▶ [WHAT THE EXERCISE ASKS]
Nothing below is to be printed except the lines between the line holding "let mut channels = channels.clone();" and the line holding "channels.clear();", inclusive, each exactly as it appears.

◆ ◆ ◆ ◆ ◆

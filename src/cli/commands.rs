//! Command execution handlers

use std::path::Path;

use console::style;

use crate::config::{Config, SourceKind};
use crate::error::{IngestError, Result};
use crate::gcs::{GcsClient, ServiceAccountKey, TokenProvider, TokenSource, SCOPE_CLOUD_PLATFORM};
use crate::http::{HttpClient, RetryPolicy};
use crate::pipeline::{Pipeline, PhaseSelection};
use crate::rename::Renamer;
use crate::scrape::{CameraScraper, DriveScraper, ScrapeStats, SenatoScraper, YoutubeScraper};
use crate::upload::Uploader;

/// Load the config file, or fall back to defaults when the default
/// location has none. An explicit `--config` path must exist.
fn load_config(path: Option<&Path>) -> Result<Config> {
    match path {
        Some(p) => Config::load(Some(p)),
        None => match Config::load(None) {
            Ok(config) => Ok(config),
            Err(IngestError::FileNotFound { .. }) => Ok(Config::default()),
            Err(e) => Err(e),
        },
    }
}

fn http_client(config: &Config) -> Result<HttpClient> {
    HttpClient::new(
        config.network.timeout,
        RetryPolicy {
            max_attempts: config.network.max_attempts,
            backoff_base: config.network.backoff_base,
            request_delay: config.network.request_delay,
            jitter: config.network.jitter,
        },
    )
}

fn print_stats(label: &str, stats: &ScrapeStats) {
    let status = if stats.is_clean() {
        style("done").green().bold()
    } else {
        style("done with errors").yellow().bold()
    };
    println!(
        "{label} {status}: {} downloaded, {} skipped, {} errors",
        stats.downloaded, stats.skipped, stats.errors
    );
}

/// Split a `gs://bucket/prefix` URI
fn parse_gs_uri(uri: &str) -> Result<(String, String)> {
    let rest = uri
        .strip_prefix("gs://")
        .ok_or_else(|| IngestError::config(format!("'{uri}' is not a gs:// URI")))?;
    let (bucket, prefix) = rest.split_once('/').unwrap_or((rest, ""));
    if bucket.is_empty() {
        return Err(IngestError::config(format!("'{uri}' has no bucket")));
    }
    Ok((bucket.to_string(), prefix.trim_matches('/').to_string()))
}

/// Execute the run command
pub async fn execute_run(args: &super::RunArgs, config_path: Option<&Path>) -> Result<()> {
    let config = load_config(config_path)?;
    let pipeline = Pipeline::new(config, &args.out)?;
    let phases = PhaseSelection {
        download: !args.skip_download,
        upload: !args.skip_upload,
        rename: !args.skip_rename,
        refresh_gcs: args.refresh_gcs,
    };
    pipeline
        .run(args.source.as_deref(), args.from, args.to, phases)
        .await?;
    println!("{} pipeline run complete", style("OK").green().bold());
    Ok(())
}

/// Execute the camera command
pub async fn execute_camera(args: &super::CameraArgs, config_path: Option<&Path>) -> Result<()> {
    let config = load_config(config_path)?;
    let mut scraper = CameraScraper::new(http_client(&config)?);
    let stats = scraper.run(&args.leg, args.from, args.to, &args.out).await?;
    print_stats("camera", &stats);
    Ok(())
}

/// Execute the senato command
pub async fn execute_senato(args: &super::SenatoArgs, config_path: Option<&Path>) -> Result<()> {
    let config = load_config(config_path)?;
    let mut scraper = SenatoScraper::new(http_client(&config)?);
    let stats = scraper.run(&args.leg, args.from, args.to, &args.out).await?;
    print_stats("senato", &stats);
    Ok(())
}

/// Execute the youtube command
pub async fn execute_youtube(args: &super::YoutubeArgs, config_path: Option<&Path>) -> Result<()> {
    let config = load_config(config_path)?;

    // Channels and the API key env come from the first youtube source
    let source = config
        .sources
        .iter()
        .find(|s| matches!(s.kind, SourceKind::Youtube { .. }))
        .ok_or_else(|| IngestError::config("no youtube source configured"))?;
    let SourceKind::Youtube {
        channels,
        api_key_env,
    } = &source.kind
    else {
        unreachable!()
    };

    let mut channels = channels.clone();
    if let Some(only) = &args.channel {
        let Some(slug) = channels.get(only).cloned() else {
            return Err(IngestError::config(format!(
                "channel '{only}' is not configured; known: {}",
                channels.keys().cloned().collect::<Vec<_>>().join(", ")
            )));
        };
        channels.clear();
        channels.insert(only.clone(), slug);
    }

    let api_key = match &args.api_key {
        Some(key) => key.clone(),
        None => std::env::var(api_key_env).map_err(|_| {
            IngestError::config(format!(
                "pass --api-key or set the {api_key_env} environment variable"
            ))
        })?,
    };

    let scraper = YoutubeScraper::new(http_client(&config)?, api_key);
    let stats = scraper.run(&channels, args.from, args.to, &args.out).await?;
    print_stats("youtube", &stats);
    Ok(())
}

/// Execute the drive command
pub async fn execute_drive(args: &super::DriveArgs, config_path: Option<&Path>) -> Result<()> {
    let config = load_config(config_path)?;

    let folder_id = match &args.folder_id {
        Some(id) => id.clone(),
        None => config
            .sources
            .iter()
            .find_map(|s| match &s.kind {
                SourceKind::Drive { folder_id, .. } => Some(folder_id.clone()),
                _ => None,
            })
            .ok_or_else(|| {
                IngestError::config("pass --folder-id or configure a drive source")
            })?,
    };

    let key = ServiceAccountKey::from_file(&config.auth.credentials_file)?;
    let scraper = DriveScraper::new(http_client(&config)?, key);
    let stats = scraper
        .run(&folder_id, args.max_depth, args.from, &args.out)
        .await?;
    print_stats("drive", &stats);
    Ok(())
}

/// Execute the upload command
pub async fn execute_upload(args: &super::UploadArgs, config_path: Option<&Path>) -> Result<()> {
    let config = load_config(config_path)?;
    let key = ServiceAccountKey::from_file(&config.auth.credentials_file)?;
    let uploader = Uploader::new(GcsClient::new(key)?, &args.bucket, &args.prefix);
    let stats = uploader
        .upload_directory(&args.src, &args.patterns, args.refresh)
        .await?;
    println!(
        "{} {} files uploaded, {} manifest records",
        style("OK").green().bold(),
        stats.uploaded,
        stats.records
    );
    Ok(())
}

/// Execute the rename command
pub async fn execute_rename(args: &super::RenameArgs, config_path: Option<&Path>) -> Result<()> {
    let config = load_config(config_path)?;
    let (bucket, prefix) = parse_gs_uri(&args.gcs_input)?;

    let mut rename_config = config.rename.clone();
    if let Some(workers) = args.workers {
        rename_config.workers = workers;
    }
    if rename_config.project_id.is_empty() {
        return Err(IngestError::config(
            "rename.project_id must be set in the configuration",
        ));
    }

    let key = ServiceAccountKey::from_file(&config.auth.credentials_file)?;
    let tokens = TokenSource::ServiceAccount(TokenProvider::new(key.clone(), SCOPE_CLOUD_PLATFORM));
    let renamer = Renamer::new(GcsClient::new(key)?, tokens, rename_config);
    let stats = renamer.run(&bucket, &prefix).await?;
    println!(
        "{} {} renamed, {} unchanged, {} skipped, {} errors",
        style("OK").green().bold(),
        stats.renamed,
        stats.unchanged,
        stats.skipped,
        stats.errors
    );
    Ok(())
}

/// Execute the config command
pub async fn execute_config(args: &super::ConfigArgs, config_path: Option<&Path>) -> Result<()> {
    match &args.command {
        super::ConfigCommands::Show => {
            let config = load_config(config_path)?;
            let content =
                toml::to_string_pretty(&config).map_err(|e| IngestError::config(e.to_string()))?;
            println!("{content}");
        }
        super::ConfigCommands::Path => {
            println!("{}", Config::config_path()?.display());
        }
        super::ConfigCommands::Init { force } => {
            let path = Config::init(*force)?;
            println!(
                "{} configuration written to {}",
                style("OK").green().bold(),
                path.display()
            );
        }
    }
    Ok(())
}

◆ ◆ ◆ ◆ ◆

▶ [SOLUTION TO THIS EXERCISE]
    let mut channels = channels.clone();
    if let Some(only) = &args.channel {
        let Some(slug) = channels.get(only).cloned() else {
            return Err(IngestError::config(format!(
                "channel '{only}' is not configured; known: {}",
                channels.keys().cloned().collect::<Vec<_>>().join(", ")
            )));
        };
        channels.clear();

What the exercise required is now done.